My name is Kevin Coughlin. I moved to Evanston from St. Louis in 1974 to attend Northwestern and lived at the dormitory next to the Evanston library for 4 years. I got as far away as about 3 miles – across from the 400 Theater in Rogers Park – with each subsequent move bringing me back closer to where I started (about 4 blocks from EPL the past 17 years). I have worked in marketing research for 34 years with a nice side benefit being a train commute for many of those years – a great place to read. My other main hobby is listening to books while I walk my dog, walk to the train, etc.
1) Mink River by Brian Doyle (2010)
Magical, full of eccentric characters and life lessons, lots of humor and at least a few allusions to James Joyce. I can’t wait to read it again.
2) The Guermantes Way by Marcel Proust (1920)

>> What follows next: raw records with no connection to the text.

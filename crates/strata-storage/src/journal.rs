//! Journals: the entry point for running operations
//!
//! A journal owns the allocator of a store and drives operations through
//! prepare, reservation and their stages. Both journals roll back in-flight
//! transactions when they start up.

use crate::allocator::Allocator;
use crate::context::AllocationContext;
use crate::journal_log::{JournalLog, RecoveryReport};
use crate::operation::{Operation, ReadService, StoreReader};
use crate::service::{NonSafeService, SafeService};
use crate::store::BlockStore;
use std::sync::Arc;
use strata_common::{BlockAddress, Error, JournalMode, Result, StorageConfig};
use tracing::{debug, info};

/// Runs operations against a store
pub trait Journal: Send + Sync {
    /// Durability strategy of this journal
    fn mode(&self) -> JournalMode;

    /// Prepare, reserve and run every stage of an operation. Stage errors
    /// come back wrapped in [`Error::OperationFailed`].
    fn execute(&self, operation: &mut dyn Operation) -> Result<()>;

    /// Read-only access for callers outside an operation
    fn read_service(&self) -> &dyn ReadService;

    /// Diagnostic location of a block
    fn physical_location(&self, address: BlockAddress) -> String;

    /// Free space in bytes
    fn free_space(&self) -> Result<u64>;

    /// The underlying store
    fn device_storage(&self) -> Arc<dyn BlockStore>;
}

/// State shared by both journal kinds
struct JournalCore {
    allocator: Arc<Allocator>,
    log: Arc<JournalLog>,
    reader: StoreReader,
    dynamic_top_up: usize,
    recovery: RecoveryReport,
}

impl JournalCore {
    fn startup(store: Arc<dyn BlockStore>, dynamic_top_up: usize, mode: JournalMode) -> Result<Self> {
        let allocator = Arc::new(Allocator::new(store.clone())?);
        let log = Arc::new(JournalLog::new(allocator.clone()));
        let recovery = log.recover()?;

        info!(
            "Opened '{}' with {} journal ({} blocks of {} bytes)",
            allocator.header().name,
            mode,
            allocator.block_count(),
            allocator.block_size()
        );
        Ok(Self {
            allocator,
            log,
            reader: StoreReader::new(store),
            dynamic_top_up,
            recovery,
        })
    }

    fn open_context(&self, operation: &mut dyn Operation) -> Result<AllocationContext> {
        let prepared = operation.prepare(&self.reader)?;
        debug!(
            hint = prepared.hint,
            blocks = prepared.blocks_required,
            dynamic = prepared.allow_dynamic,
            stages = operation.stage_count(),
            "operation prepared"
        );
        AllocationContext::new(self.allocator.clone(), &prepared, self.dynamic_top_up)
    }

    fn free_space(&self) -> Result<u64> {
        Ok(self.allocator.free_blocks()? * u64::from(self.allocator.block_size()))
    }
}

/// Journal that commits every stage through the write-ahead log
///
/// Each stage is atomic on its own; an operation that fails in a later stage
/// keeps the effects of the stages already committed.
pub struct SafeJournal {
    core: JournalCore,
}

impl SafeJournal {
    /// Open a formatted store, rolling back interrupted transactions
    pub fn startup(store: Arc<dyn BlockStore>, dynamic_top_up: usize) -> Result<Self> {
        Ok(Self {
            core: JournalCore::startup(store, dynamic_top_up, JournalMode::Safe)?,
        })
    }

    /// What recovery did at startup
    pub const fn recovery_report(&self) -> RecoveryReport {
        self.core.recovery
    }

    pub fn allocator(&self) -> &Arc<Allocator> {
        &self.core.allocator
    }

    fn run(&self, operation: &mut dyn Operation) -> Result<()> {
        let context = self.core.open_context(operation)?;
        let mut service =
            SafeService::new(self.core.allocator.clone(), self.core.log.clone(), context);
        for stage in 0..operation.stage_count() {
            operation.execute(stage, &mut service)?;
            service.commit()?;
        }
        Ok(())
    }
}

impl Journal for SafeJournal {
    fn mode(&self) -> JournalMode {
        JournalMode::Safe
    }

    fn execute(&self, operation: &mut dyn Operation) -> Result<()> {
        self.run(operation)
            .map_err(|e| Error::operation_failed(JournalMode::Safe, e))
    }

    fn read_service(&self) -> &dyn ReadService {
        &self.core.reader
    }

    fn physical_location(&self, address: BlockAddress) -> String {
        self.core.allocator.store().physical_location(address)
    }

    fn free_space(&self) -> Result<u64> {
        self.core.free_space()
    }

    fn device_storage(&self) -> Arc<dyn BlockStore> {
        self.core.allocator.store().clone()
    }
}

/// Journal that writes directly to the store
///
/// Faster, but a crash or failed stage can leave partially written state.
pub struct NonSafeJournal {
    core: JournalCore,
}

impl NonSafeJournal {
    /// Open a formatted store, rolling back transactions left by a safe
    /// journal
    pub fn startup(store: Arc<dyn BlockStore>, dynamic_top_up: usize) -> Result<Self> {
        Ok(Self {
            core: JournalCore::startup(store, dynamic_top_up, JournalMode::NonSafe)?,
        })
    }

    pub const fn recovery_report(&self) -> RecoveryReport {
        self.core.recovery
    }

    pub fn allocator(&self) -> &Arc<Allocator> {
        &self.core.allocator
    }

    fn run(&self, operation: &mut dyn Operation) -> Result<()> {
        let context = self.core.open_context(operation)?;
        let mut service = NonSafeService::new(self.core.allocator.clone(), context);

        let mut outcome = Ok(());
        for stage in 0..operation.stage_count() {
            if let Err(e) = operation.execute(stage, &mut service) {
                outcome = Err(e);
                break;
            }
        }
        // bitmaps are brought in line with whatever was written
        let finished = service.finish();
        outcome.and(finished)
    }
}

impl Journal for NonSafeJournal {
    fn mode(&self) -> JournalMode {
        JournalMode::NonSafe
    }

    fn execute(&self, operation: &mut dyn Operation) -> Result<()> {
        self.run(operation)
            .map_err(|e| Error::operation_failed(JournalMode::NonSafe, e))
    }

    fn read_service(&self) -> &dyn ReadService {
        &self.core.reader
    }

    fn physical_location(&self, address: BlockAddress) -> String {
        self.core.allocator.store().physical_location(address)
    }

    fn free_space(&self) -> Result<u64> {
        self.core.free_space()
    }

    fn device_storage(&self) -> Arc<dyn BlockStore> {
        self.core.allocator.store().clone()
    }
}

/// Open the journal kind a configuration asks for
pub fn open_journal(store: Arc<dyn BlockStore>, config: &StorageConfig) -> Result<Box<dyn Journal>> {
    config.validate()?;
    let top_up = config.dynamic_top_up as usize;
    Ok(match config.journal_mode {
        JournalMode::Safe => Box::new(SafeJournal::startup(store, top_up)?),
        JournalMode::NonSafe => Box::new(NonSafeJournal::startup(store, top_up)?),
    })
}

It took me 35 years to get past page 100 of Proust’s In Search of Lost Time and now thanks to the Evanston Library’s book group I’m more than halfway through the 4500 pages and 3 of the 7 volumes. The writing in The Guermantes Way (Volume III) got better and better with characters from the past reappearing and lots of new ones coming on stage. The writing does take getting used to. Here’s a touch from early on in Guermantes from a soliloquy by Francoise, a servant of the narrator’s family who resents the family’s move from Combray to Paris: “Ah, Combray, when will I see you again, poor old place? When will I spend the whole blessed day among your hawthorns, under our own poor lilac trees, hearing the finches sing and the Vivonne making a little noise like someone whispering, instead of that wretched bell from our young master, who can never stay still for half an hour on end without having me run the length of that confounded corridor. And then he makes out I don’t come quick enough; you’d need to hear the bell before he rung it, and if you’re a minute late, he flies into the most horrible rage. Ah, poor Combray!”
3) Composed by Roseanne Cash (2010)
I liked Black Cadillac – Roseanne Cash’s album reacting to her parents’ deaths – and found this autobiography quite touching.
4) Destiny of the Republic: A Tale of Madness, Medicine and the Murder of a President by Candice Millard (2012)
There was so much I didn’t know about James Garfield, how political conventions were run, the history of medicine, the patronage system, Alexander Graham Bell. Quite wonderful.
5) Damned to Fame: The Life of Samuel Beckett by James Knowlson (1996)
At last a literary hero of mine who turns out often to be kind and humble, as opposed to Joyce, Hemingway or Salinger. This quote from Beckett regards Joyce but I’m guessing he would also apply it to Proust (another of his heroes): “I realized that Joyce had gone as far as one could in the direction of knowing more, being in control of one’s material. He was always adding to it; you only have to look at his proofs to see that. I realized my own way was in impoverishment, in lack of knowledge and in taking away, in subtracting rather than in adding.”